Unlikely. All of these more complex molecules would have to be synthesized. Chlorine and flourine required for freon are much more precious than water. So is carbon, needed for the alcohol. And to synthesize it, use it for washing, just to then burn it again? With oxygen that was won from water or silicates at high energy cost? Does not make much sense, really. For washing off dust, water is it, I am afraid. Or, air. Just blow and vacuum the stuff.
Asteroid mining boom or bubble?
Last week, for the second time in less than a year, a new company announced plans to prospect and, eventually, extract resources from near Earth objects. Jeff Foust examines the similarities and differences Deep Space Industries has compared to Planetary Resources, and what this may mean for the viability of the industry as a whole.
Monday, January 28, 2013
http://www.thespacereview.com/article/2227/1
The asteroid mining bank
As a second company enters the asteroid mining market, one key question is how to finance the large-scale extraction of resources from asteroids. Vidvuds Beldavs proposes a system that could handle extraterrestrial claims and help support efforts to mine asteroids and utilize their resources.
Monday, January 28, 2013
http://www.thespacereview.com/article/2226/1
“the viability of the industry as a whole.”
It will take us a hundred years to hollow out the Moon enough to start thinking about using stuff from the Asteroid belt or from NEO’s.
The Moon is where the water is in the form of ice. It is also the place to build a solar energy farm and even has raw materials to build an energy infrastructure with.
What is that supposed to mean? Why wouldn’t you say “It will take us millenia to hollow out the asteroids enough to start thinking about reaching down into that 2 km/s gravity well for the more inaccessible resources”, instead?
The fact is, Near Earth Asteroids are more accessible than the lunar surface. Both in terms of getting there, and even more so in terms of returning things to Earth. See here:
http://en.wikipedia.org/wiki/Delta-v_budget#Near_earth_objects
And, of course, asteroids have ice, too. Some are practically made from the stuff.

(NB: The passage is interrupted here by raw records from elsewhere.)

use std::sync::Arc;

use axum::{
    Json, Router,
    extract::State,
    http::{HeaderMap, header::USER_AGENT},
    response::IntoResponse,
    routing::post,
};
use crates::domain::value_objects::scans::ScanContext;
use uuid::Uuid;

use crate::{
    auth::AuthUser,
    axum_http::{error_responses::ApiError, extractors::ApiPath},
    usecases::scans::ScansUseCase,
};

const FORWARDED_FOR: &str = "x-forwarded-for";
const REAL_IP: &str = "x-real-ip";
const COUNTRY_HEADERS: [&str; 2] = ["x-vercel-ip-country", "cf-ipcountry"];
const CITY_HEADER: &str = "x-vercel-ip-city";

pub fn routes(scans_usecase: Arc<ScansUseCase>) -> Router {
    Router::new()
        .route("/:id/scan", post(record).get(analytics))
        .with_state(scans_usecase)
}

/// Public endpoint hit by the redirect page.
pub async fn record(
    State(scans_usecase): State<Arc<ScansUseCase>>,
    ApiPath(qr_code_id): ApiPath<Uuid>,
    headers: HeaderMap,
) -> Result<impl IntoResponse, ApiError> {
    let result = scans_usecase.record(qr_code_id, scan_context(&headers)).await?;
    Ok(Json(result))
}

pub async fn analytics(
    State(scans_usecase): State<Arc<ScansUseCase>>,
    auth: AuthUser,
    ApiPath(qr_code_id): ApiPath<Uuid>,
) -> Result<impl IntoResponse, ApiError> {
    let analytics = scans_usecase.analytics(auth.user_id, qr_code_id).await?;
    Ok(Json(analytics))
}

fn header(headers: &HeaderMap, name: &str) -> Option<String> {
    headers
        .get(name)
        .and_then(|value| value.to_str().ok())
        .map(str::trim)
        .filter(|value| !value.is_empty())
        .map(str::to_string)
}

pub fn scan_context(headers: &HeaderMap) -> ScanContext {
    // First hop of x-forwarded-for is the client.
    let ip_address = header(headers, FORWARDED_FOR)
        .and_then(|value| value.split(',').next().map(|ip| ip.trim().to_string()))
        .filter(|ip| !ip.is_empty())
        .or_else(|| header(headers, REAL_IP));

    ScanContext {
        user_agent: header(headers, USER_AGENT.as_str()),
        ip_address,
        country: COUNTRY_HEADERS.iter().find_map(|name| header(headers, name)),
        city: header(headers, CITY_HEADER),
    }
}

“What is that supposed to mean? Why wouldn’t you say “It will take us millenia to hollow out the asteroids enough to start thinking about reaching down into that 2 km/s gravity well for the more inaccessible resources”, instead?”
Because it takes solar energy to process the rocks Eniac. A lot of energy. There is not enough of that in the Asteroid belt but plenty closer to the Sun.
I have nothing against Asteroid belt resources- I believe they will be important once an infrastructure on the Moon is built to process the material from way out there.
We should consider taking Mercury apart. Think of all that iron in its center. No problem in terms of needing a nearby energy source. And would anyone really miss it?
Kinda being facetious. Kinda not.
Now you want to bring the asteroid resources to the moon to be processed? That would be a total delta-V of 4 km/s, in and out. No way this is going to be economical.
Asteroidal resources will be processed out of any gravity well, either in-situ with sufficiently larger solar collectors (ultra-thin aluminum mirrors), or in some suitable other location such as high Earth orbit or solar or lunar Lagrange points where there is sun and easy accessibility.
And if you think about it, that is the way to start. No point in bothering with the moon first.